* WORK ORDER *
Lines in the listing below that contain the string "channel" are to be found and copied.

------------------------------------------------

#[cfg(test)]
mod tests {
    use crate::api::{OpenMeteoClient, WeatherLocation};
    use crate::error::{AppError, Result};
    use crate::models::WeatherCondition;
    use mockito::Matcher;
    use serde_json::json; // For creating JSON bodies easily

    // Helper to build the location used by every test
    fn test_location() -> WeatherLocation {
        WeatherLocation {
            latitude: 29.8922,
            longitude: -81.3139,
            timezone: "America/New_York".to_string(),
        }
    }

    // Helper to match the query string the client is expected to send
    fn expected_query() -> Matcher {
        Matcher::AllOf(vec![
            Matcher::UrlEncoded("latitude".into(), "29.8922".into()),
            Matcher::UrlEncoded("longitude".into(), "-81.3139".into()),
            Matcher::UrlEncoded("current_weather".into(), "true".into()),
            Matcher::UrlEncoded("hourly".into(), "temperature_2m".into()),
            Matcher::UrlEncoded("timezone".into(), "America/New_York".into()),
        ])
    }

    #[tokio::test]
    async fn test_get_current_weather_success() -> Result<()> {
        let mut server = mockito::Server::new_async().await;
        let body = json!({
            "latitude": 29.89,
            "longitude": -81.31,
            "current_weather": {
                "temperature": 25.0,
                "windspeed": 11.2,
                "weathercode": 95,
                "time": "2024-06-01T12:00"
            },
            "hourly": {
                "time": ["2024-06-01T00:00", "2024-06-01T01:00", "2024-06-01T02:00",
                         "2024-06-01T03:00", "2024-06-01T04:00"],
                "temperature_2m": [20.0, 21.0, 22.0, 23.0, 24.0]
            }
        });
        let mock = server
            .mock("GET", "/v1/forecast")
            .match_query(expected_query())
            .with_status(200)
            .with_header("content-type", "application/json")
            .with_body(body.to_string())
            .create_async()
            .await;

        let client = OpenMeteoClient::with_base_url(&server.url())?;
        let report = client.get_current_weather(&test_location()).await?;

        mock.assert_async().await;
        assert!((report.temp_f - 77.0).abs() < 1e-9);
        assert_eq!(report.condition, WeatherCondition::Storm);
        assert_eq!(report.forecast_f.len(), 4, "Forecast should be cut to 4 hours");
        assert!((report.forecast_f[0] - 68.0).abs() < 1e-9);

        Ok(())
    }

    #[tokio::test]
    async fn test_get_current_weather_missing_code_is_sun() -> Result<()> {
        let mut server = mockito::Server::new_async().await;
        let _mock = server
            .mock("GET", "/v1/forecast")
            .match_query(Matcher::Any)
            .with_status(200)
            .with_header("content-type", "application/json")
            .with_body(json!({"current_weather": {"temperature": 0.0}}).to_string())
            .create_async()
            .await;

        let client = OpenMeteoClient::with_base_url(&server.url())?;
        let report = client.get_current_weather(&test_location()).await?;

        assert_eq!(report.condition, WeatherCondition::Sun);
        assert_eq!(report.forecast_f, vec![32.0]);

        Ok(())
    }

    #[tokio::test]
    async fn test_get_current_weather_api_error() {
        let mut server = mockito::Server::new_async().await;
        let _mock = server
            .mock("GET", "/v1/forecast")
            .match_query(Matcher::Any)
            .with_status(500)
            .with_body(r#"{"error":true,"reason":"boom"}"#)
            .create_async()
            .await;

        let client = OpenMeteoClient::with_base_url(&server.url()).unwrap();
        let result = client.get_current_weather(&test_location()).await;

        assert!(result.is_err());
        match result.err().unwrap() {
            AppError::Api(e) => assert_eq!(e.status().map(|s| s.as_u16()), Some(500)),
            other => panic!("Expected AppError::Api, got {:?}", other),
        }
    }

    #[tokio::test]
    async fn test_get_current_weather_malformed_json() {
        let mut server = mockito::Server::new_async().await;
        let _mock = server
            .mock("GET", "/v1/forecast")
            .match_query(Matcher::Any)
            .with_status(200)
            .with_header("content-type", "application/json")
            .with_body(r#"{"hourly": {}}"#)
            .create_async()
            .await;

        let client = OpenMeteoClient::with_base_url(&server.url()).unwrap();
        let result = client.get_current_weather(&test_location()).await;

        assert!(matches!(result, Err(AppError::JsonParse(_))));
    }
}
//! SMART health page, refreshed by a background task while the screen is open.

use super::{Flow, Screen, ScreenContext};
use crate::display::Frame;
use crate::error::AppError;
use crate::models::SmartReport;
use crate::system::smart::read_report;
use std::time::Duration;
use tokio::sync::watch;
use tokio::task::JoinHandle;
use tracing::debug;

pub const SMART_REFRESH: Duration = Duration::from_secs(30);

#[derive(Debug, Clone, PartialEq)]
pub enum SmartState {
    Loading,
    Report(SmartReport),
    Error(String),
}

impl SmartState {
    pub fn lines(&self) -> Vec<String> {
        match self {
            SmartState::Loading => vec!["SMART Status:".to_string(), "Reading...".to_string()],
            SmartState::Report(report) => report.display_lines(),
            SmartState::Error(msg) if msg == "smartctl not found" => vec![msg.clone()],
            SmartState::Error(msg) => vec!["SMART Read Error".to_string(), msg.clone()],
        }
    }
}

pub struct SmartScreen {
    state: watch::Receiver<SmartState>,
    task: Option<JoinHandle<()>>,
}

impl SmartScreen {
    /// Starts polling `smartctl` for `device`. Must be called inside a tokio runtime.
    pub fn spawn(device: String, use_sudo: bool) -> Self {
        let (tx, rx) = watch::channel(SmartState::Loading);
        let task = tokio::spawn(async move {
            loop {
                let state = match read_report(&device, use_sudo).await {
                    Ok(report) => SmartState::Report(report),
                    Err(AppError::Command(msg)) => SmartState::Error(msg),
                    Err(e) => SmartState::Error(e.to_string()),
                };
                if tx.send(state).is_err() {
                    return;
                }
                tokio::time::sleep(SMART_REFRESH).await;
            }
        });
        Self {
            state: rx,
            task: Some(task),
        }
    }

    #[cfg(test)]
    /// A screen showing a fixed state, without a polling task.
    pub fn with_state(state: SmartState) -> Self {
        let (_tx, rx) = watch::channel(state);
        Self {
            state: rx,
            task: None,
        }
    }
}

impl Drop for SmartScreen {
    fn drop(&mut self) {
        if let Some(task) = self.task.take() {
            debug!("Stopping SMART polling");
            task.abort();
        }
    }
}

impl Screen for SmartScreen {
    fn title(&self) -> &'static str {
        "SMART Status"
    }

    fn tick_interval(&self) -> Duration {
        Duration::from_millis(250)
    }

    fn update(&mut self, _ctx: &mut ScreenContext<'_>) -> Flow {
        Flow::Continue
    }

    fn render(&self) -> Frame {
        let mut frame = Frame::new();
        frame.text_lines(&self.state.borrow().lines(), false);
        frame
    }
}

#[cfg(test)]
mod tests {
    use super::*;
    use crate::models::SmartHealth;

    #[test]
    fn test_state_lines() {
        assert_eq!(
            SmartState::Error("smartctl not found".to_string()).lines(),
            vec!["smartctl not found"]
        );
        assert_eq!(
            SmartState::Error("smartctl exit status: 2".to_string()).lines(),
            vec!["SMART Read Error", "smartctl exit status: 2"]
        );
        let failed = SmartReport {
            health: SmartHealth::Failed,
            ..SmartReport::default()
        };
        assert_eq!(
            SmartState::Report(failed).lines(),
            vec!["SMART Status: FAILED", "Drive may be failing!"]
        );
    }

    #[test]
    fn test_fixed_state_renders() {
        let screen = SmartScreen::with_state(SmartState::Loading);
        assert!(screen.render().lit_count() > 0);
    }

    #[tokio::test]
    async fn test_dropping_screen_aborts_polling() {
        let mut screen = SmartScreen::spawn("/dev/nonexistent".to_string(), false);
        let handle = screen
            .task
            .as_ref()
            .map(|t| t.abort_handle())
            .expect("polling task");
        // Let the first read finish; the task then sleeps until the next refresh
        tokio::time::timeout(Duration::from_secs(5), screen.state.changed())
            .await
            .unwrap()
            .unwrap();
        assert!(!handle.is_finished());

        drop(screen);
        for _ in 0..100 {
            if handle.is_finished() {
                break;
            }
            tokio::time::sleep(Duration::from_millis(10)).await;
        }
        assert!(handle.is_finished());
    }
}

------------------------------------------------

* SOLUTION FOR THIS EXERCISE *
        let (tx, rx) = watch::channel(SmartState::Loading);
        let (_tx, rx) = watch::channel(state);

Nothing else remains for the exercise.